Retrieve the latest helm version from its Github release located on https://github.com/helm/helm ⇒ v3.4.2

Conditions

Then it tests one condition: If the dockerfile 'docker/Dockerfile' is located on the git repository https://github.com/olblak/charts has the instruction ENV[1][0] set to "HELM_VERSION". ENV[1][0] is a custom syntax to represent a two-dimensional array where the first element represents a specific Dockerfile instruction identifier starting from "0" at the beginning of the document, so we are looking for the second INSTRUCTION "ENV". The second element represents an instruction argument position.
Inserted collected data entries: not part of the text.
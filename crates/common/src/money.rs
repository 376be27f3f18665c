use std::iter::Sum;
use std::ops::{Add, AddAssign, Sub, SubAssign};

use serde::{Deserialize, Serialize};

/// A bitcoin amount in satoshis.
///
/// All balances, donations and invoice amounts in the system are
/// denominated in whole satoshis; there are no fractional amounts.
#[derive(
    Debug, Clone, Copy, PartialEq, Eq, PartialOrd, Ord, Hash, Default, Serialize, Deserialize,
)]
#[serde(transparent)]
pub struct Satoshis(i64);

impl Satoshis {
    /// Creates an amount from a raw satoshi value.
    pub fn new(sats: i64) -> Self {
        Self(sats)
    }

    /// The zero amount.
    pub fn zero() -> Self {
        Self(0)
    }

    /// Returns the raw satoshi value.
    pub fn sats(&self) -> i64 {
        self.0
    }

    /// Returns true if the amount is strictly positive.
    pub fn is_positive(&self) -> bool {
        self.0 > 0
    }
}

impl std::fmt::Display for Satoshis {
    fn fmt(&self, f: &mut std::fmt::Formatter<'_>) -> std::fmt::Result {
        write!(f, "{} sats", self.0)
    }
}

impl From<i64> for Satoshis {
    fn from(sats: i64) -> Self {
        Self(sats)
    }
}

impl From<Satoshis> for i64 {
    fn from(amount: Satoshis) -> Self {
        amount.0
    }
}

impl Add for Satoshis {
    type Output = Satoshis;

    fn add(self, rhs: Satoshis) -> Satoshis {
        Satoshis(self.0 + rhs.0)
    }
}

impl AddAssign for Satoshis {
    fn add_assign(&mut self, rhs: Satoshis) {
        self.0 += rhs.0;
    }
}

impl Sub for Satoshis {
    type Output = Satoshis;

    fn sub(self, rhs: Satoshis) -> Satoshis {
        Satoshis(self.0 - rhs.0)
    }
}

impl SubAssign for Satoshis {
    fn sub_assign(&mut self, rhs: Satoshis) {
        self.0 -= rhs.0;
    }
}

impl Sum for Satoshis {
    fn sum<I: Iterator<Item = Satoshis>>(iter: I) -> Satoshis {
        iter.fold(Satoshis::zero(), Add::add)
    }
}
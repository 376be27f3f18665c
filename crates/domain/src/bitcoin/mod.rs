//! Bitcoin context: Lightning invoices bridging the payment provider and
//! the accounting context.

pub mod aggregate;
pub mod handlers;
pub mod processor;
pub mod store;

pub use aggregate::{Invoice, InvoiceStatus};
pub use handlers::{PAYMENT_HASH_KEY, PAYMENT_REQUEST_KEY, register_bitcoin_handlers};
pub use processor::{FakeLightningProcessor, InvoiceData, LightningError, LightningProcessor};
pub use store::{INVOICES_DDL, InvoiceRepository, invoice_repository};

pub use dispatch::InvoiceType;
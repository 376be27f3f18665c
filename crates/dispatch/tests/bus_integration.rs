//! Integration tests for the bus, unit of work and outbox working
//! together over the in-memory backend.

use std::sync::Arc;
use std::sync::atomic::{AtomicUsize, Ordering};
use std::time::Duration;

use async_trait::async_trait;
use common::AccountId;
use dispatch::{
    Backend, CommandBody, CommandHandler, CommandKind, DispatchError, EventBody, EventHandler,
    EventKind, MemorySession, MemoryStore, Message, MessageBus, OutboxProcessor, Result,
    RetryPolicy, Session, UnitOfWork,
};

fn memory(session: &mut Session) -> &mut MemorySession {
    match session {
        Session::Memory(session) => session,
        Session::Postgres(_) => panic!("these tests run on the memory backend"),
    }
}

fn open_account_command() -> Message {
    Message::command(CommandBody::OpenAccount {
        account_id: AccountId::new(),
    })
}

fn registered_event() -> Message {
    Message::event(EventBody::AccountRegistered {
        account_id: AccountId::new(),
    })
}

/// Writes a marker document and emits an event, then succeeds or fails
/// depending on configuration.
struct MarkerHandler {
    document_id: &'static str,
    fail: bool,
}

#[async_trait]
impl CommandHandler for MarkerHandler {
    async fn handle(&self, uow: &mut UnitOfWork, _command: CommandBody) -> Result<()> {
        memory(uow.session()).put("markers", self.document_id, serde_json::json!({"seen": true}));
        uow.emit(registered_event());

        if self.fail {
            Err(DispatchError::handler(std::io::Error::other(
                "handler exploded",
            )))
        } else {
            Ok(())
        }
    }
}

struct MarkerEventHandler {
    document_id: &'static str,
    fail: bool,
}

#[async_trait]
impl EventHandler for MarkerEventHandler {
    async fn handle(&self, uow: &mut UnitOfWork, _event: EventBody) -> Result<()> {
        if self.fail {
            return Err(DispatchError::handler(std::io::Error::other(
                "subscriber exploded",
            )));
        }
        memory(uow.session()).put("markers", self.document_id, serde_json::json!({"seen": true}));
        Ok(())
    }
}

#[tokio::test]
async fn committed_command_persists_state_and_stages_messages_together() {
    let store = MemoryStore::new();
    let mut bus = MessageBus::with_retry(Backend::Memory(store.clone()), RetryPolicy::none());
    bus.register_command_handler(
        CommandKind::OpenAccount,
        Arc::new(MarkerHandler {
            document_id: "ok",
            fail: false,
        }),
    );

    bus.handle(&open_account_command()).await.unwrap();

    assert!(store.document("markers", "ok").await.is_some());
    assert_eq!(store.outbox_len().await, 1);
}

#[tokio::test]
async fn failed_command_leaves_no_state_and_no_outbox_rows() {
    let store = MemoryStore::new();
    let mut bus = MessageBus::with_retry(Backend::Memory(store.clone()), RetryPolicy::none());
    bus.register_command_handler(
        CommandKind::OpenAccount,
        Arc::new(MarkerHandler {
            document_id: "broken",
            fail: true,
        }),
    );

    let result = bus.handle(&open_account_command()).await;

    assert!(result.is_err());
    assert!(store.document("markers", "broken").await.is_none());
    assert_eq!(store.outbox_len().await, 0);
}

#[tokio::test]
async fn one_failing_subscriber_does_not_roll_back_its_sibling() {
    let store = MemoryStore::new();
    let mut bus = MessageBus::with_retry(Backend::Memory(store.clone()), RetryPolicy::none());
    bus.register_event_handler(
        EventKind::AccountRegistered,
        Arc::new(MarkerEventHandler {
            document_id: "healthy",
            fail: false,
        }),
    );
    bus.register_event_handler(
        EventKind::AccountRegistered,
        Arc::new(MarkerEventHandler {
            document_id: "sick",
            fail: true,
        }),
    );

    let result = bus.handle(&registered_event()).await;

    assert!(matches!(
        result,
        Err(DispatchError::EventHandlersFailed {
            failed: 1,
            total: 2,
            ..
        })
    ));
    // The sibling's unit of work committed independently.
    assert!(store.document("markers", "healthy").await.is_some());
    assert!(store.document("markers", "sick").await.is_none());
}

/// Fails a configurable number of times before succeeding, counting
/// invocations.
struct FlakyHandler {
    calls: Arc<AtomicUsize>,
    fail_first: usize,
}

#[async_trait]
impl CommandHandler for FlakyHandler {
    async fn handle(&self, _uow: &mut UnitOfWork, _command: CommandBody) -> Result<()> {
        if self.calls.fetch_add(1, Ordering::SeqCst) < self.fail_first {
            Err(DispatchError::handler(std::io::Error::other("flaky")))
        } else {
            Ok(())
        }
    }
}

#[tokio::test]
async fn transient_handler_failures_are_retried() {
    let calls = Arc::new(AtomicUsize::new(0));
    let mut bus = MessageBus::with_retry(
        Backend::Memory(MemoryStore::new()),
        RetryPolicy {
            max_attempts: 3,
            base_delay: Duration::from_millis(1),
            jitter: Duration::from_millis(1),
        },
    );
    bus.register_command_handler(
        CommandKind::OpenAccount,
        Arc::new(FlakyHandler {
            calls: Arc::clone(&calls),
            fail_first: 2,
        }),
    );

    bus.handle(&open_account_command()).await.unwrap();

    assert_eq!(calls.load(Ordering::SeqCst), 3);
}

#[tokio::test]
async fn processor_redelivers_until_the_handler_succeeds() {
    let store = MemoryStore::new();
    let backend = Backend::Memory(store.clone());
    let calls = Arc::new(AtomicUsize::new(0));

    let mut bus = MessageBus::with_retry(backend.clone(), RetryPolicy::none());
    bus.register_command_handler(
        CommandKind::OpenAccount,
        Arc::new(FlakyHandler {
            calls: Arc::clone(&calls),
            fail_first: 2,
        }),
    );
    let processor = OutboxProcessor::new(backend.clone(), Arc::new(bus), Duration::from_millis(5));

    // Stage the command as a business transaction would.
    let mut uow = backend.begin().await.unwrap();
    uow.emit(open_account_command());
    uow.commit().await.unwrap();

    // Two failing cycles keep the row; the third delivers and deletes it.
    assert_eq!(processor.process_once().await.unwrap().failed, 1);
    assert_eq!(processor.process_once().await.unwrap().failed, 1);
    assert_eq!(processor.process_once().await.unwrap().dispatched, 1);
    assert_eq!(store.outbox_len().await, 0);
}

#[tokio::test]
async fn processor_deletes_only_successfully_dispatched_rows() {
    let store = MemoryStore::new();
    let backend = Backend::Memory(store.clone());

    let mut bus = MessageBus::with_retry(backend.clone(), RetryPolicy::none());
    bus.register_command_handler(
        CommandKind::OpenAccount,
        Arc::new(FlakyHandler {
            calls: Arc::new(AtomicUsize::new(0)),
            fail_first: 0,
        }),
    );
    // No handler for Deposit: its dispatch fails every cycle.
    let processor = OutboxProcessor::new(backend.clone(), Arc::new(bus), Duration::from_millis(5));

    let doomed = Message::command(CommandBody::Deposit {
        account_id: AccountId::new(),
        idempotency_key: "k1".into(),
        amount: 10.into(),
        metadata: Default::default(),
    });
    let doomed_id = doomed.message_id;

    let mut uow = backend.begin().await.unwrap();
    uow.emit(open_account_command());
    uow.emit(doomed);
    uow.commit().await.unwrap();

    let report = processor.process_once().await.unwrap();
    assert_eq!(report.dispatched, 1);
    assert_eq!(report.failed, 1);

    let remaining = processor.staged().await.unwrap();
    assert_eq!(remaining.len(), 1);
    assert_eq!(remaining[0].message_id, doomed_id);
}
In this case, we want to check that ENV key is set to "HELM_VERSION"

Targets

If the condition is met, which is to be sure that the ENV key set to "HELM_VERSION" exist, then we’ll are going to update its value if needed based on the version retrieved from the source. The syntax is the same for the condition excepted that this time we are looking for ENV[1][1] which means that the second argument of the second ENV instruction.